J’ai tendance à penser, madame la rapporteur, madame la secrétaire d’État, monsieur le rapporteur pour avis, que le moratoire est hypocrite et moralement inacceptable.
Malheureusement, il est nécessaire. En effet, à la décharge des communes, il faut noter que, dès le vote de la loi de 2005, les délais fixés étaient, aux yeux de tous, intenables. Il suffit de relire les débats qui se sont tenus à l’époque dans ce même hémicycle pour s’en convaincre.
Aujourd'hui, soyons vraiment pragmatiques et garantissons une accessibilité intelligente, c'est-à-dire une accessibilité souple du service plutôt que du bâtiment. Lorsque la personne ne peut pas aller au service public, le service public doit pouvoir aller à elle.
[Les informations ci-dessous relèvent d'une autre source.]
use sea_orm_migration::prelude::*;

#[derive(DeriveMigrationName)]
pub struct Migration;

#[async_trait::async_trait]
impl MigrationTrait for Migration {
    async fn up(&self, manager: &SchemaManager) -> Result<(), DbErr> {
        // Points: list filter on (city, uf)
        manager
            .create_index(
                Index::create()
                    .name("idx_points_city_uf")
                    .table(Point::Table)
                    .col(Point::City)
                    .col(Point::Uf)
                    .to_owned(),
            )
            .await?;

        // PointItems: lookups by item for listing, by point for show
        manager
            .create_index(
                Index::create()
                    .name("idx_point_items_item")
                    .table(PointItem::Table)
                    .col(PointItem::ItemId)
                    .to_owned(),
            )
            .await?;

        manager
            .create_index(
                Index::create()
                    .name("idx_point_items_point")
                    .table(PointItem::Table)
                    .col(PointItem::PointId)
                    .to_owned(),
            )
            .await
    }

    async fn down(&self, manager: &SchemaManager) -> Result<(), DbErr> {
        manager
            .drop_index(Index::drop().name("idx_point_items_point").table(PointItem::Table).to_owned())
            .await?;
        manager
            .drop_index(Index::drop().name("idx_point_items_item").table(PointItem::Table).to_owned())
            .await?;
        manager
            .drop_index(Index::drop().name("idx_points_city_uf").table(Point::Table).to_owned())
            .await
    }
}

#[derive(DeriveIden)]
enum Point {
    #[sea_orm(iden = "points")]
    Table,
    City,
    Uf,
}

#[derive(DeriveIden)]
enum PointItem {
    #[sea_orm(iden = "point_items")]
    Table,
    PointId,
    ItemId,
}
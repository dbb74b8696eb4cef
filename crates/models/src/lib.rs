pub mod errors;
pub mod db;
pub mod item;
pub mod point;
pub mod point_item;
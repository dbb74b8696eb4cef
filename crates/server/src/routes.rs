use std::{path::Path, sync::Arc};

use axum::{
    extract::DefaultBodyLimit,
    routing::get,
    Json, Router,
};
use sea_orm::DatabaseConnection;
use tower_http::{
    cors::CorsLayer,
    services::ServeDir,
    trace::{TraceLayer, DefaultMakeSpan, DefaultOnRequest, DefaultOnResponse, DefaultOnFailure},
};
use tracing::Level;
use utoipa::OpenApi;
use utoipa_swagger_ui::SwaggerUi;

use common::types::Health;
use service::{
    image_url::{ImageUrls, UPLOADS_PATH},
    point::{repo::seaorm::SeaOrmPointRepository, PointService},
    upload::UploadStore,
};

use crate::openapi::ApiDoc;

pub mod items;
pub mod points;

/// Shared handler state. Everything inside is cheap to clone.
#[derive(Clone)]
pub struct ServerState {
    pub db: DatabaseConnection,
    pub points: Arc<PointService<SeaOrmPointRepository>>,
    pub uploads: Arc<UploadStore>,
}

impl ServerState {
    pub fn new(db: DatabaseConnection, urls: ImageUrls, uploads_dir: impl AsRef<Path>) -> Self {
        let repo = Arc::new(SeaOrmPointRepository::new(db.clone()));
        Self {
            db,
            points: Arc::new(PointService::new(repo, urls)),
            uploads: Arc::new(UploadStore::new(uploads_dir.as_ref())),
        }
    }
}

#[utoipa::path(get, path = "/health", tag = "health", responses((status = 200, description = "OK", body = crate::openapi::HealthResponse)))]
pub async fn health() -> Json<Health> {
    Json(Health { status: "ok" })
}

/// Build the full application router: API routes, uploaded files and API docs
pub fn build_router(state: ServerState, cors: CorsLayer, max_upload_bytes: usize) -> Router {
    let uploads = ServeDir::new(state.uploads.dir());

    let api = Router::new()
        .route("/health", get(health))
        .route("/items", get(items::list))
        .route("/points", get(points::list).post(points::create))
        .route("/points/:id", get(points::show))
        .layer(DefaultBodyLimit::max(max_upload_bytes));

    // Compose
    api.nest_service(UPLOADS_PATH, uploads)
        .merge(SwaggerUi::new("/docs").url("/api-docs/openapi.json", ApiDoc::openapi()))
        .with_state(state)
        .layer(cors)
        .layer(
            TraceLayer::new_for_http()
                // 每次请求创建 span，包含方法和路径等，日志级别为 INFO
                .make_span_with(
                    DefaultMakeSpan::new()
                        .level(Level::INFO)
                        .include_headers(false),
                )
                .on_request(
                    DefaultOnRequest::new()
                        .level(Level::INFO),
                )
                // 响应返回时打点，包含状态码与耗时
                .on_response(
                    DefaultOnResponse::new()
                        .level(Level::INFO)
                        .include_headers(false),
                )
                // 失败（5xx 等）时以 ERROR 记录
                .on_failure(
                    DefaultOnFailure::new()
                        .level(Level::ERROR),
                )
        )
}
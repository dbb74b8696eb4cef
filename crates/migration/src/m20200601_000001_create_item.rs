//! Create `items` table.
//! Static catalog of recyclable material categories.
use sea_orm_migration::{prelude::*, schema::*};

#[derive(DeriveMigrationName)]
pub struct Migration;

#[async_trait::async_trait]
impl MigrationTrait for Migration {
    async fn up(&self, manager: &SchemaManager) -> Result<(), DbErr> {
        manager
            .create_table(
                Table::create()
                    .table(Item::Table)
                    .if_not_exists()
                    .col(pk_auto(Item::Id))
                    .col(string(Item::Title).not_null())
                    .col(string(Item::Image).not_null())
                    .to_owned(),
            )
            .await
    }

    async fn down(&self, manager: &SchemaManager) -> Result<(), DbErr> {
        manager.drop_table(Table::drop().table(Item::Table).to_owned()).await
    }
}

#[derive(DeriveIden)]
enum Item {
    #[sea_orm(iden = "items")]
    Table,
    Id,
    Title,
    Image,
}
Autrement dit, même s’il est trop difficile, techniquement, d’adapter un bâtiment, tous nos concitoyens doivent pourtant avoir accès, d’une manière ou d’une autre, à la prestation publique. Cela, les textes le permettent. Encore faut-il que l’État s’en fasse le relais. Alors seulement notre société sera accessible et n’aura plus à courir de moratoire en moratoire.
Ce débat est celui d’un choix de société, que les propos de mon parent, Philippe Pozzo di Borgo, dont la vie a été retracée dans le film Intouchables, permettent de dévoiler.
Voici ce qu’il écrivait, et qu’il m’a demandé de lire ici, pour les Trophées 2014 de l’accessibilité : « Une société inaccessible est une société de parias, d’intouchables. Une société qui promeut l’accessibilité en se laissant toucher par l’autre différent est enfin réconciliée avec elle-même.
« Nous nous sentons tous fragiles, à des degrés divers, et inquiets du refus de la société de considérer notre nature fondamentalement vulnérable et multiple. La tyrannie de la norme et de la force est une impasse. L’accessibilité est une solution aux maux de notre société. »
Sachons nous inspirer de ces paroles ! Cependant, parce que les communes, l’État et les différents acteurs n’ont pas encore conscience que le handicap est un problème majeur d’équilibre de notre pays, à titre personnel, je m’abstiendrai sur ce texte.